XVII Edición

Curso 2020 - 2021

Alejandro Quintana

Ladrón de ladrones 

Enrique Montes, 17 años 

Colegio Tabladilla (Sevilla) 

Nunca obró con mala intención y, sin embargo, se le acusaba de toda clase de pecados. En cada una de sus incursiones procuraba ser lo más justo posible. Sabía que sus medios no justificaban el bien que hacía, pero llevaba en la conciencia que quien roba a un ladrón tiene cien años de perdón

Una noche entró en la casa de unos aristócratas con su arco en la mano. Había decidido hacer justicia. La mansión, grande y tenebrosa a la luz de la luna, reflejaba el vacío interior de sus dueños, que intentaban llenarlo de cosas materiales. 

Pasó sigilosamente a la sala donde guardaban el dinero, dinero que aquellos nobles nunca habían merecido. Aquella habitación acumulaba todas las penas de la plebe, custodiadas en forma de frías monedas. Como sabía que no disponía de mucho tiempo, se apresuró a guardar aquella fortuna en unas bolsas. Sin embargo, antes de marcharse, un objeto brillante llamó su atención: era un diamante del tamaño de un puño, que descansaba en una vitrina colocada sobre una mesilla de madera. 

La tentación le pudo: soltó los sacos para coger la joya, pero una bolsa se abrió y unas cuantas monedas se escaparon rodando, rompiendo el silencio. En un abrir y cerrar de ojos se despertó toda la casa. El dueño de la mansión llamó a su guardia a gritos. El ladrón entendió que se le acababa el tiempo, así que corrió hacia una ventana para escapar por el jardín, pero estaba atrancada. 

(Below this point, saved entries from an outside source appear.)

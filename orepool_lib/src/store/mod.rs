// Copyright (C) 2025, 2026 Orepool Developers (see AUTHORS)
//
// This file is part of Orepool
//
// Orepool is free software: you can redistribute it and/or modify it under
// the terms of the GNU General Public License as published by the Free
// Software Foundation, either version 3 of the License, or (at your option)
// any later version.
//
// Orepool is distributed in the hope that it will be useful, but WITHOUT ANY
// WARRANTY; without even the implied warranty of MERCHANTABILITY or FITNESS
// FOR A PARTICULAR PURPOSE. See the GNU General Public License for more details.
//
// You should have received a copy of the GNU General Public License along with
// Orepool. If not, see <https://www.gnu.org/licenses/>.

//! Persistent store for miners, shares, blocks and payments.
//!
//! RocksDB is used as the underlying database, with column families so that
//! compactions are independent for each record type. Reads go directly to
//! the database. All mutations take the internal write mutex, so compound
//! operations (payout reservation, reward distribution, block state
//! compare-and-set) are atomic with respect to each other, and a WriteBatch
//! makes each compound operation atomic with respect to crashes.

use rocksdb::{ColumnFamilyDescriptor, DB, IteratorMode, Options as RocksDbOptions, WriteBatch};
use serde::{Deserialize, Serialize};
use std::error::Error;
use std::fmt;
use std::sync::Mutex;
use std::sync::atomic::{AtomicU64, Ordering};
use tracing::debug;

pub mod column_families;

use column_families::ColumnFamily;

/// Error type for store operations
#[derive(Debug, Clone)]
pub enum StoreError {
    /// Database error
    Database(String),
    /// Item not found
    NotFound(String),
    /// An operation was attempted against a record in the wrong state
    InvalidState(String),
}

impl fmt::Display for StoreError {
    fn fmt(&self, f: &mut fmt::Formatter<'_>) -> fmt::Result {
        match self {
            StoreError::Database(msg) => write!(f, "Database error: {msg}"),
            StoreError::NotFound(msg) => write!(f, "Not found: {msg}"),
            StoreError::InvalidState(msg) => write!(f, "Invalid state: {msg}"),
        }
    }
}

impl Error for StoreError {}

impl From<rocksdb::Error> for StoreError {
    fn from(err: rocksdb::Error) -> Self {
        StoreError::Database(err.to_string())
    }
}

/// A miner known to the pool. Balances are in atomic units and are mutated
/// only through the store's compound operations.
#[derive(Debug, Clone, PartialEq, Serialize, Deserialize)]
pub struct MinerRecord {
    pub address: String,
    pub worker: String,
    /// Epoch seconds of the last accepted share
    pub last_seen: u64,
    /// Cumulative accepted share weight over the miner's lifetime
    pub total_share_weight: u64,
    /// Unpaid reward balance in atomic units, never negative by construction
    pub pending_balance: u64,
    /// Total paid out in atomic units
    pub total_paid: u64,
    pub created_at: u64,
}

/// An accepted or rejected share submission. Immutable once recorded; the
/// (address, hash, nonce) key is the replay-detection boundary.
#[derive(Debug, Clone, PartialEq, Serialize, Deserialize)]
pub struct ShareRecord {
    pub address: String,
    pub hash: String,
    pub nonce: u64,
    pub difficulty: u64,
    pub timestamp: u64,
    pub valid: bool,
}

impl ShareRecord {
    /// Uniqueness key for replay detection. The address segment is length
    /// prefixed and the nonce fixed width, so no two distinct
    /// (address, hash, nonce) triples can produce the same bytes.
    pub fn key(address: &str, hash: &str, nonce: u64) -> Vec<u8> {
        let mut key = Vec::with_capacity(2 + address.len() + hash.len() + 8);
        key.extend_from_slice(&(address.len() as u16).to_be_bytes());
        key.extend_from_slice(address.as_bytes());
        key.extend_from_slice(hash.as_bytes());
        key.extend_from_slice(&nonce.to_be_bytes());
        key
    }
}

/// Lifecycle of a found block
#[derive(Debug, Clone, Copy, PartialEq, Eq, Serialize, Deserialize)]
pub enum BlockStatus {
    Pending,
    Confirmed,
    Orphaned,
}

impl fmt::Display for BlockStatus {
    fn fmt(&self, f: &mut fmt::Formatter<'_>) -> fmt::Result {
        match self {
            BlockStatus::Pending => write!(f, "pending"),
            BlockStatus::Confirmed => write!(f, "confirmed"),
            BlockStatus::Orphaned => write!(f, "orphaned"),
        }
    }
}

/// A block found by the pool, keyed by hash.
///
/// `credits` records the per-miner amounts of this block's distribution so
/// an orphan clawback can reverse exactly what was credited.
#[derive(Debug, Clone, PartialEq, Serialize, Deserialize)]
pub struct BlockRecord {
    /// Height is unknown until the daemon confirms the block
    pub height: Option<u64>,
    pub hash: String,
    /// Block reward in atomic units
    pub reward: u64,
    pub finder: String,
    pub status: BlockStatus,
    pub credits: Vec<(String, u64)>,
    /// Pool fee taken from this block's distribution, including rounding dust
    pub fee: u64,
    pub clawed_back: bool,
    pub found_at: u64,
}

impl BlockRecord {
    pub fn new(hash: String, finder: String, reward: u64, found_at: u64) -> Self {
        Self {
            height: None,
            hash,
            reward,
            finder,
            status: BlockStatus::Pending,
            credits: Vec::new(),
            fee: 0,
            clawed_back: false,
            found_at,
        }
    }
}

/// State of a payment attempt
#[derive(Debug, Clone, Copy, PartialEq, Eq, Serialize, Deserialize)]
pub enum PaymentStatus {
    Pending,
    Sent,
    Failed,
}

/// A payment created from a reserved pending balance. The reservation that
/// creates a payment is the at-most-once boundary for funds movement.
#[derive(Debug, Clone, PartialEq, Serialize, Deserialize)]
pub struct Payment {
    /// Monotonically increasing id allocated by the store, seeded from the
    /// last persisted payment on open so restarts never reuse an id
    pub id: u64,
    pub address: String,
    pub amount: u64,
    pub tx_hash: Option<String>,
    pub status: PaymentStatus,
    pub created_at: u64,
}

fn serialize<T: Serialize>(value: &T) -> Result<Vec<u8>, StoreError> {
    let mut bytes = Vec::new();
    ciborium::ser::into_writer(value, &mut bytes)
        .map_err(|e| StoreError::Database(format!("serialize: {e}")))?;
    Ok(bytes)
}

fn deserialize<T: for<'de> Deserialize<'de>>(bytes: &[u8]) -> Result<T, StoreError> {
    ciborium::de::from_reader(bytes).map_err(|e| StoreError::Database(format!("deserialize: {e}")))
}

/// The pool's persistent store.
pub struct Store {
    path: String,
    db: DB,
    // Serializes all compound mutations. Reads are direct.
    write_lock: Mutex<()>,
    /// Next payment id, seeded from the highest persisted id on open
    payment_seq: AtomicU64,
}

No le quedó otra opción que enfrentarse al peligro: tomó las bolsas y echó a correr por el pasillo. Apenas llevaba unos metros cuando sintió que una mano se había prendido a uno de los sacos. No se lo pensó dos veces, lo soltó y siguió su carrera. Llegó a una terraza y desde allí lanzó el botín a la oscuridad. Acto seguido, saltó a la negrura de la noche. Una vez en la hierba escuchó los zumbidos de las flechas. Buscó las bolsas, las tomó y desapareció por la arboleda, lejos del alcance de los guardias. 

***

La luz de la luna iluminó el sagrario al abrirse la puerta. Temeroso, el fraile Tuck dejó sus oraciones. 

–¿Quién es? –preguntó con voz queda. 

Robin Hood le tendió uno de los sacos. El rostro del religioso se iluminó. 

–Rece por mi, padre –le pidió antes de internarse otra vez en la noche.

Volvió presuroso a continuar su trabajo.